Records provided →
[Start of section]
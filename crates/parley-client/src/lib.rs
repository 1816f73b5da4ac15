// SPDX-FileCopyrightText: 2026 Blufio Contributors
// SPDX-License-Identifier: MIT OR Apache-2.0

//! Client side of the Parley chat protocol.
//!
//! [`Reconciler`] replays the normalized event stream into a local message
//! mirror and tool-status display. [`ChatClient`] drives it against a running
//! gateway over HTTP.

pub mod client;
pub mod reconciler;

pub use client::ChatClient;
pub use reconciler::{ChatStatus, RECOVERY_DELAY, Reconciler, tool_label};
[End of section]
What to produce →
The data above should be returned exactly as written.

Result →
filename crates/parley-client/src/lib.rs
repository 1816f73b5da4ac15
// SPDX-FileCopyrightText: 2026 Blufio Contributors
// SPDX-License-Identifier: MIT OR Apache-2.0

//! Client side of the Parley chat protocol.
//!
//! [`Reconciler`] replays the normalized event stream into a local message
//! mirror and tool-status display. [`ChatClient`] drives it against a running
//! gateway over HTTP.

pub mod client;
pub mod reconciler;

pub use client::ChatClient;
pub use reconciler::{ChatStatus, RECOVERY_DELAY, Reconciler, tool_label};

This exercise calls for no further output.